> [ACTIVITY] How many of the lines below contain "reorder"? Reply with only that figure.

[Dataset entries]
=== Section Start ===

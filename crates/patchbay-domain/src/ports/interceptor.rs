//! Resolution interceptors
//!
//! Interceptors plug into a dependency's candidate computation. Tracking
//! interceptors accept, reject, or transform individual candidates; ranking
//! interceptors reorder or narrow the accepted set. Both must be pure with
//! respect to the registry: same input, same output, no registrations from
//! inside an interceptor. A failing interceptor is skipped for that
//! recomputation and logged.

use crate::constants::{
    DEPENDENCY_CAPABILITY_PROPERTY, DEPENDENCY_COMPONENT_PROPERTY, DEPENDENCY_NAME_PROPERTY,
};
use crate::error::Result;
use crate::value_objects::{ProviderHandle, ServiceProperties};

/// Identity of the dependency being recomputed, visible to interceptors
#[derive(Debug, Clone, PartialEq, Eq)]
pub struct DependencyInfo {
    /// Owning component's declared name
    pub component: String,
    /// The dependency's declared name
    pub dependency: String,
    /// Capability type the dependency tracks
    pub capability: String,
}

impl DependencyInfo {
    /// Property view of this metadata, matched against interceptor target
    /// filters
    pub fn as_properties(&self) -> ServiceProperties {
        ServiceProperties::new()
            .with(DEPENDENCY_COMPONENT_PROPERTY, self.component.as_str())
            .with(DEPENDENCY_NAME_PROPERTY, self.dependency.as_str())
            .with(DEPENDENCY_CAPABILITY_PROPERTY, self.capability.as_str())
    }
}

/// Per-candidate accept/reject/transform hook
pub trait TrackingInterceptor: Send + Sync {
    /// Decide on one candidate. `Ok(None)` vetoes it; `Ok(Some(view))`
    /// passes a (possibly property-decorated) view to the next interceptor.
    fn accept(
        &self,
        dependency: &DependencyInfo,
        candidate: &ProviderHandle,
    ) -> Result<Option<ProviderHandle>>;
}

/// Matching-set reorder/selection hook
pub trait RankingInterceptor: Send + Sync {
    /// Return the subset of `matching`, in binding order. The default
    /// registry order (ranking descending, registration id ascending) is
    /// what a dependency uses when no ranking interceptor applies.
    fn rank(
        &self,
        dependency: &DependencyInfo,
        matching: &[ProviderHandle],
    ) -> Result<Vec<ProviderHandle>>;
}
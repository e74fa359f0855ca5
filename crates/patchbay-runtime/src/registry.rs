//! Process-wide service registry
//!
//! The registry indexes provider instances by capability type and stamps
//! every mutation with a global sequence number. Subscribed dependencies
//! receive events in sequence order: jobs are pushed onto subscriber gates
//! while the index lock is held (a queue append, never component code) and
//! the gates are drained only after the lock is released. That keeps the
//! lock short and makes the observed order per capability type total.

use std::any::Any;
use std::collections::HashMap;
use std::sync::{Arc, Mutex};

use tracing::{debug, warn};

use patchbay_domain::error::{Error, Result};
use patchbay_domain::events::{SequencedEvent, ServiceEvent};
use patchbay_domain::filter::Filter;
use patchbay_domain::value_objects::{ProviderHandle, ServiceProperties};

use crate::gate::Gate;
use crate::locks::lock_mutex;

/// The payload registered alongside a provider handle
pub type ServiceInstance = Arc<dyn Any + Send + Sync>;

/// Receiver half of a registry subscription
///
/// `enqueue` must only append to the recipient's gate and hand the gate
/// back; it is called with the registry lock held and must not run
/// component code.
pub trait EventSink: Send + Sync {
    /// Queue the event for the recipient. Returns the gate to drain once
    /// the registry lock is released, or `None` when the recipient is gone.
    fn enqueue(&self, event: SequencedEvent) -> Option<Arc<Gate>>;
}

/// Identifies one subscription for later removal
#[derive(Debug, Clone, Copy, PartialEq, Eq)]
pub struct SubscriptionId(u64);

struct Registration {
    handle: ProviderHandle,
    instance: ServiceInstance,
}

struct Subscriber {
    id: SubscriptionId,
    sink: Arc<dyn EventSink>,
}

#[derive(Default)]
struct RegistryInner {
    next_registration_id: u64,
    next_subscription_id: u64,
    sequence: u64,
    providers: HashMap<String, Vec<Registration>>,
    subscribers: HashMap<String, Vec<Subscriber>>,
}

impl RegistryInner {
    /// Append the event to every subscriber gate, collecting the gates so
    /// the caller can drain them after unlocking.
    fn dispatch(&mut self, capability: &str, event: ServiceEvent) -> Vec<Arc<Gate>> {
        self.sequence += 1;
        let sequenced = SequencedEvent {
            sequence: self.sequence,
            event,
        };
        let mut gates = Vec::new();
        if let Some(subscribers) = self.subscribers.get_mut(capability) {
            subscribers.retain(|subscriber| {
                match subscriber.sink.enqueue(sequenced.clone()) {
                    Some(gate) => {
                        gates.push(gate);
                        true
                    }
                    // The owning component is gone; drop the subscription.
                    None => false,
                }
            });
        }
        gates
    }

    fn find_registration(
        &self,
        handle: &ProviderHandle,
    ) -> Option<(usize, &Vec<Registration>)> {
        let registrations = self.providers.get(handle.capability())?;
        let position = registrations
            .iter()
            .position(|r| r.handle.registration_id() == handle.registration_id())?;
        Some((position, registrations))
    }
}
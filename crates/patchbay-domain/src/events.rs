//! Service change events
//!
//! The registry stamps every mutation with a global sequence number and
//! publishes one of these events to subscribed dependencies. `Swapped` is
//! synthesized by a dynamic singular dependency when its top candidate
//! changes identity.

use serde::Serialize;

use crate::value_objects::ProviderHandle;

/// A change in the set of registered providers for one capability type
#[derive(Debug, Clone, Serialize)]
#[serde(tag = "kind", rename_all = "snake_case")]
pub enum ServiceEvent {
    /// A provider was registered
    Added(ProviderHandle),
    /// A provider was unregistered
    Removed(ProviderHandle),
    /// A provider's properties were updated; same registration id
    Changed {
        /// The superseded handle
        old: ProviderHandle,
        /// The superseding handle
        new: ProviderHandle,
    },
    /// The preferred provider of a singular dependency changed identity
    Swapped {
        /// The previously bound handle
        old: ProviderHandle,
        /// The newly bound handle
        new: ProviderHandle,
    },
}

impl ServiceEvent {
    /// Short name of the event kind, for logging
    pub fn kind(&self) -> &'static str {
        match self {
            ServiceEvent::Added(_) => "added",
            ServiceEvent::Removed(_) => "removed",
            ServiceEvent::Changed { .. } => "changed",
            ServiceEvent::Swapped { .. } => "swapped",
        }
    }

    /// The capability type the event concerns
    pub fn capability(&self) -> &str {
        match self {
            ServiceEvent::Added(handle) | ServiceEvent::Removed(handle) => handle.capability(),
            ServiceEvent::Changed { new, .. } | ServiceEvent::Swapped { new, .. } => {
                new.capability()
            }
        }
    }
}

/// A [`ServiceEvent`] paired with its registry sequence number
///
/// Sequence numbers give events a total order per capability type; a
/// dependency observes them strictly in this order.
#[derive(Debug, Clone, Serialize)]
pub struct SequencedEvent {
    /// Position in the registry's global mutation order
    pub sequence: u64,
    /// The change itself
    pub event: ServiceEvent,
}
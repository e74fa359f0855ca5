//! Runtime layer for Patchbay
//!
//! The live engine behind the domain contracts: a process-wide service
//! registry with sequence-ordered change notification, per-component
//! serializing gates, dependency trackers that fold interceptor chains over
//! the candidate set, context sources for indirect filters, and the
//! component state machine that turns aggregate satisfaction into lifecycle
//! callbacks.
//!
//! Entry point is [`engine::Engine`]; everything else hangs off it.

pub mod component;
pub mod config;
pub mod context;
pub mod dependency;
pub mod engine;
pub mod gate;
pub mod interceptors;
pub mod locks;
pub mod logging;
pub mod registry;

pub use config::{ConfigLoader, EngineConfig, GateConfig, LoggingConfig};
pub use context::{ContextSourceHandle, ContextSourceRegistry};
pub use engine::Engine;
pub use gate::Gate;
pub use interceptors::{InterceptorHandle, InterceptorRegistry};
pub use registry::ServiceRegistry;
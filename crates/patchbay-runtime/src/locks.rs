//! Lock utilities for proper error handling of poisoned locks

use std::sync::{Mutex, MutexGuard, RwLock, RwLockReadGuard, RwLockWriteGuard};

use patchbay_domain::error::{Error, Result};

/// Lock a Mutex and handle poisoning
pub fn lock_mutex<'a, T>(lock: &'a Mutex<T>, context: &str) -> Result<MutexGuard<'a, T>> {
    lock.lock()
        .map_err(|_| Error::internal(format!("Mutex lock poisoned: {}", context)))
}

/// Lock a RwLock for reading and handle poisoning
pub fn lock_rwlock_read<'a, T>(
    lock: &'a RwLock<T>,
    context: &str,
) -> Result<RwLockReadGuard<'a, T>> {
    lock.read()
        .map_err(|_| Error::internal(format!("RwLock read lock poisoned: {}", context)))
}

/// Lock a RwLock for writing and handle poisoning
pub fn lock_rwlock_write<'a, T>(
    lock: &'a RwLock<T>,
    context: &str,
) -> Result<RwLockWriteGuard<'a, T>> {
    lock.write()
        .map_err(|_| Error::internal(format!("RwLock write lock poisoned: {}", context)))
}
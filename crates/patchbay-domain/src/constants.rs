//! Well-known property keys and defaults

/// Property carrying a provider's ranking. Higher ranks are preferred.
/// Providers without this property rank at [`DEFAULT_RANKING`].
pub const RANKING_PROPERTY: &str = "patchbay.ranking";

/// Ranking assumed for providers that do not declare [`RANKING_PROPERTY`].
pub const DEFAULT_RANKING: i64 = 0;

/// Property on an interceptor registration restricting which dependencies
/// consult it. The value is a filter matched against the dependency metadata
/// properties below.
pub const TARGET_PROPERTY: &str = "patchbay.target";

/// Dependency metadata property: the capability type the dependency tracks.
pub const DEPENDENCY_CAPABILITY_PROPERTY: &str = "patchbay.capability";

/// Dependency metadata property: the owning component's name.
pub const DEPENDENCY_COMPONENT_PROPERTY: &str = "patchbay.component";

/// Dependency metadata property: the dependency's declared name.
pub const DEPENDENCY_NAME_PROPERTY: &str = "patchbay.dependency";
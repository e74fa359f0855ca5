//! Dependency cardinality

use std::fmt;
use std::str::FromStr;

use serde::{Deserialize, Serialize};

use crate::error::Error;

/// How many providers a dependency binds, and whether it needs any at all
#[derive(Debug, Clone, Copy, Default, PartialEq, Eq, Serialize, Deserialize)]
pub enum Cardinality {
    /// `0..1` - at most one provider, satisfied even with none
    #[serde(rename = "0..1")]
    ZeroOrOne,
    /// `1..1` - exactly one provider required
    #[default]
    #[serde(rename = "1..1")]
    ExactlyOne,
    /// `0..n` - any number of providers, satisfied even with none
    #[serde(rename = "0..n")]
    ZeroOrMore,
    /// `1..n` - one or more providers required
    #[serde(rename = "1..n")]
    OneOrMore,
}

impl Cardinality {
    /// Whether the dependency binds more than one provider
    pub fn is_multiple(self) -> bool {
        matches!(self, Cardinality::ZeroOrMore | Cardinality::OneOrMore)
    }

    /// Whether satisfaction requires at least one selected provider
    pub fn requires_provider(self) -> bool {
        matches!(self, Cardinality::ExactlyOne | Cardinality::OneOrMore)
    }

    /// Upper bound on the selected set, `None` when unbounded
    pub fn limit(self) -> Option<usize> {
        match self {
            Cardinality::ZeroOrOne | Cardinality::ExactlyOne => Some(1),
            Cardinality::ZeroOrMore | Cardinality::OneOrMore => None,
        }
    }
}

impl fmt::Display for Cardinality {
    fn fmt(&self, f: &mut fmt::Formatter<'_>) -> fmt::Result {
        let text = match self {
            Cardinality::ZeroOrOne => "0..1",
            Cardinality::ExactlyOne => "1..1",
            Cardinality::ZeroOrMore => "0..n",
            Cardinality::OneOrMore => "1..n",
        };
        f.write_str(text)
    }
}

impl FromStr for Cardinality {
    type Err = Error;

    fn from_str(s: &str) -> Result<Self, Self::Err> {
        match s.trim() {
            "0..1" => Ok(Cardinality::ZeroOrOne),
            "1..1" => Ok(Cardinality::ExactlyOne),
            "0..n" => Ok(Cardinality::ZeroOrMore),
            "1..n" => Ok(Cardinality::OneOrMore),
            other => Err(Error::declaration(format!(
                "invalid cardinality `{}`, expected 0..1, 1..1, 0..n, or 1..n",
                other
            ))),
        }
    }
}
//! Component lifecycle callbacks
//!
//! The engine invokes these typed callbacks instead of discovering methods
//! dynamically. All of them run on the owning component's gate, never
//! concurrently with another callback of the same component, so
//! implementations may mutate their own state freely. A callback returning
//! an error is logged and reverts the component to waiting; it never crashes
//! the engine.

use std::any::Any;
use std::collections::BTreeMap;
use std::fmt;
use std::sync::Arc;

use crate::error::Result;
use crate::value_objects::{ProviderHandle, ServiceProperties};

/// A provider handed to a component: registry identity plus the registered
/// service instance
#[derive(Clone)]
pub struct ServiceBinding {
    handle: ProviderHandle,
    instance: Arc<dyn Any + Send + Sync>,
}

impl ServiceBinding {
    /// Pair a handle with its service instance
    pub fn new(handle: ProviderHandle, instance: Arc<dyn Any + Send + Sync>) -> Self {
        Self { handle, instance }
    }

    /// Registry identity of the bound provider
    pub fn handle(&self) -> &ProviderHandle {
        &self.handle
    }

    /// The registered service instance, untyped
    pub fn instance(&self) -> Arc<dyn Any + Send + Sync> {
        Arc::clone(&self.instance)
    }

    /// Downcast the service instance to a concrete type
    pub fn downcast<T: Any + Send + Sync>(&self) -> Option<Arc<T>> {
        Arc::clone(&self.instance).downcast::<T>().ok()
    }
}

impl fmt::Debug for ServiceBinding {
    fn fmt(&self, f: &mut fmt::Formatter<'_>) -> fmt::Result {
        f.debug_struct("ServiceBinding")
            .field("handle", &self.handle)
            .finish_non_exhaustive()
    }
}

/// Read view handed to lifecycle callbacks: component identity, declared
/// properties, and eagerly resolved dependencies
#[derive(Debug, Clone)]
pub struct ComponentContext {
    name: String,
    properties: ServiceProperties,
    eager: BTreeMap<String, ServiceBinding>,
}

impl ComponentContext {
    /// Assembled by the runtime before `init` runs
    pub fn new(
        name: String,
        properties: ServiceProperties,
        eager: BTreeMap<String, ServiceBinding>,
    ) -> Self {
        Self {
            name,
            properties,
            eager,
        }
    }

    /// The component's declared name
    pub fn name(&self) -> &str {
        &self.name
    }

    /// The component's declared properties
    pub fn properties(&self) -> &ServiceProperties {
        &self.properties
    }

    /// An eagerly resolved dependency, by its declared name
    pub fn eager(&self, dependency: &str) -> Option<&ServiceBinding> {
        self.eager.get(dependency)
    }
}

/// Typed lifecycle callbacks of a managed component
///
/// Every method has a no-op default so implementations only spell out the
/// phases they care about.
pub trait ComponentLifecycle: Send {
    /// Runs once when all required dependencies are first satisfied, before
    /// any `bind`. Eager dependencies are already resolved in `ctx`.
    fn init(&mut self, ctx: &ComponentContext) -> Result<()> {
        let _ = ctx;
        Ok(())
    }

    /// Runs after all bind callbacks on activation
    fn start(&mut self, ctx: &ComponentContext) -> Result<()> {
        let _ = ctx;
        Ok(())
    }

    /// Runs when a required dependency is lost, before unbinding
    fn stop(&mut self, ctx: &ComponentContext) -> Result<()> {
        let _ = ctx;
        Ok(())
    }

    /// Runs once when the component is destroyed
    fn destroy(&mut self, ctx: &ComponentContext) -> Result<()> {
        let _ = ctx;
        Ok(())
    }

    /// A provider joined the dependency's bound set
    fn bind(&mut self, dependency: &str, binding: &ServiceBinding) -> Result<()> {
        let _ = (dependency, binding);
        Ok(())
    }

    /// A provider left the dependency's bound set
    fn unbind(&mut self, dependency: &str, binding: &ServiceBinding) -> Result<()> {
        let _ = (dependency, binding);
        Ok(())
    }

    /// The preferred provider of a singular dynamic dependency changed.
    /// Defaults to `unbind` old then `bind` new.
    fn swap(
        &mut self,
        dependency: &str,
        old: &ServiceBinding,
        new: &ServiceBinding,
    ) -> Result<()> {
        self.unbind(dependency, old)?;
        self.bind(dependency, new)
    }
}
//! Recursive-descent parser for filter expressions
//!
//! Grammar (LDAP-style):
//!
//! ```text
//! filter     = '(' filtercomp ')'
//! filtercomp = '&' filter+ | '|' filter+ | '!' filter | operation
//! operation  = attribute ( '=' | '~=' | '>=' | '<=' ) value
//! ```
//!
//! A value of exactly `*` is a presence test; unescaped `*` inside an `=`
//! value builds a substring match. `\` escapes the next character.

use crate::error::{Error, Result};

use super::ast::{CompareOp, Filter};

/// Parse filter text into an AST
pub fn parse(text: &str) -> Result<Filter> {
    let mut parser = Parser {
        text,
        chars: text.chars().collect(),
        pos: 0,
    };
    parser.skip_ws();
    let filter = parser.parse_filter()?;
    parser.skip_ws();
    if parser.pos != parser.chars.len() {
        return Err(parser.error("unexpected trailing characters"));
    }
    Ok(filter)
}

struct Parser<'a> {
    text: &'a str,
    chars: Vec<char>,
    pos: usize,
}

impl Parser<'_> {
    fn error(&self, message: &str) -> Error {
        Error::filter_syntax(self.text, format!("{} at position {}", message, self.pos))
    }

    fn peek(&self) -> Option<char> {
        self.chars.get(self.pos).copied()
    }

    fn expect(&mut self, expected: char) -> Result<()> {
        if self.peek() == Some(expected) {
            self.pos += 1;
            Ok(())
        } else {
            Err(self.error(&format!("expected `{}`", expected)))
        }
    }

    fn skip_ws(&mut self) {
        while self.peek().map(char::is_whitespace) == Some(true) {
            self.pos += 1;
        }
    }

    fn parse_filter(&mut self) -> Result<Filter> {
        self.expect('(')?;
        self.skip_ws();
        let filter = match self.peek() {
            Some('&') => {
                self.pos += 1;
                Filter::And(self.parse_children()?)
            }
            Some('|') => {
                self.pos += 1;
                Filter::Or(self.parse_children()?)
            }
            Some('!') => {
                self.pos += 1;
                self.skip_ws();
                Filter::Not(Box::new(self.parse_filter()?))
            }
            Some(_) => self.parse_operation()?,
            None => return Err(self.error("unexpected end of filter")),
        };
        self.skip_ws();
        self.expect(')')?;
        Ok(filter)
    }

    fn parse_children(&mut self) -> Result<Vec<Filter>> {
        let mut children = Vec::new();
        self.skip_ws();
        while self.peek() == Some('(') {
            children.push(self.parse_filter()?);
            self.skip_ws();
        }
        if children.is_empty() {
            return Err(self.error("composite filter needs at least one operand"));
        }
        Ok(children)
    }

    fn parse_operation(&mut self) -> Result<Filter> {
        let start = self.pos;
        while let Some(c) = self.peek() {
            if matches!(c, '=' | '<' | '>' | '~' | '(' | ')') {
                break;
            }
            self.pos += 1;
        }
        let attribute: String = self.chars[start..self.pos].iter().collect();
        let attribute = attribute.trim().to_string();
        if attribute.is_empty() {
            return Err(self.error("missing attribute name"));
        }

        let op = match self.peek() {
            Some('=') => {
                self.pos += 1;
                CompareOp::Equal
            }
            Some('~') => {
                self.pos += 1;
                self.expect('=')?;
                CompareOp::Approx
            }
            Some('>') => {
                self.pos += 1;
                self.expect('=')?;
                CompareOp::GreaterEq
            }
            Some('<') => {
                self.pos += 1;
                self.expect('=')?;
                CompareOp::LessEq
            }
            _ => return Err(self.error("expected `=`, `~=`, `>=`, or `<=`")),
        };

        // Fragments between unescaped `*`; a single fragment is a plain value.
        let mut parts: Vec<String> = Vec::new();
        let mut current = String::new();
        loop {
            match self.peek() {
                None => return Err(self.error("unterminated filter value")),
                Some(')') => break,
                Some('(') => return Err(self.error("unescaped `(` in filter value")),
                Some('*') if op == CompareOp::Equal => {
                    self.pos += 1;
                    parts.push(std::mem::take(&mut current));
                }
                Some('*') => return Err(self.error("wildcards are only valid with `=`")),
                Some('\\') => {
                    self.pos += 1;
                    match self.peek() {
                        Some(c) => {
                            current.push(c);
                            self.pos += 1;
                        }
                        None => return Err(self.error("dangling escape")),
                    }
                }
                Some(c) => {
                    current.push(c);
                    self.pos += 1;
                }
            }
        }
        parts.push(current);

        if parts.len() == 1 {
            let value = parts.pop().unwrap_or_default();
            Ok(Filter::Compare {
                attribute,
                op,
                value,
            })
        } else if parts.len() == 2 && parts[0].is_empty() && parts[1].is_empty() {
            Ok(Filter::Present(attribute))
        } else {
            Ok(Filter::Wildcard { attribute, parts })
        }
    }
}

#[cfg(test)]
mod tests {
    use super::*;

    #[test]
    fn test_parse_simple_operation() {
        let filter = parse("(id=42)").unwrap();
        assert_eq!(
            filter,
            Filter::Compare {
                attribute: "id".into(),
                op: CompareOp::Equal,
                value: "42".into(),
            }
        );
    }

    #[test]
    fn test_parse_presence() {
        assert_eq!(parse("(id=*)").unwrap(), Filter::Present("id".into()));
    }

    #[test]
    fn test_parse_nested_composite() {
        let filter = parse("(&(a=1)(|(b>=2)(!(c~=x))))").unwrap();
        match filter {
            Filter::And(children) => assert_eq!(children.len(), 2),
            other => panic!("expected And, got {:?}", other),
        }
    }

    #[test]
    fn test_parse_escapes() {
        let filter = parse(r"(path=\(root\)\*)").unwrap();
        assert_eq!(
            filter,
            Filter::Compare {
                attribute: "path".into(),
                op: CompareOp::Equal,
                value: "(root)*".into(),
            }
        );
    }

    #[test]
    fn test_parse_rejects_malformed() {
        assert!(parse("(a=1").is_err());
        assert!(parse("a=1)").is_err());
        assert!(parse("(&)").is_err());
        assert!(parse("(=1)").is_err());
        assert!(parse("(a>1)").is_err());
        assert!(parse("(a=1)(b=2)").is_err());
        assert!(parse("(a>=1*)").is_err());
    }

    #[test]
    fn test_parse_tolerates_whitespace() {
        assert!(parse("  (&  (a=1) (b=2) )  ").is_ok());
    }
}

=== Section End ===

> [RESPONSE FOR THIS EXERCISE] 2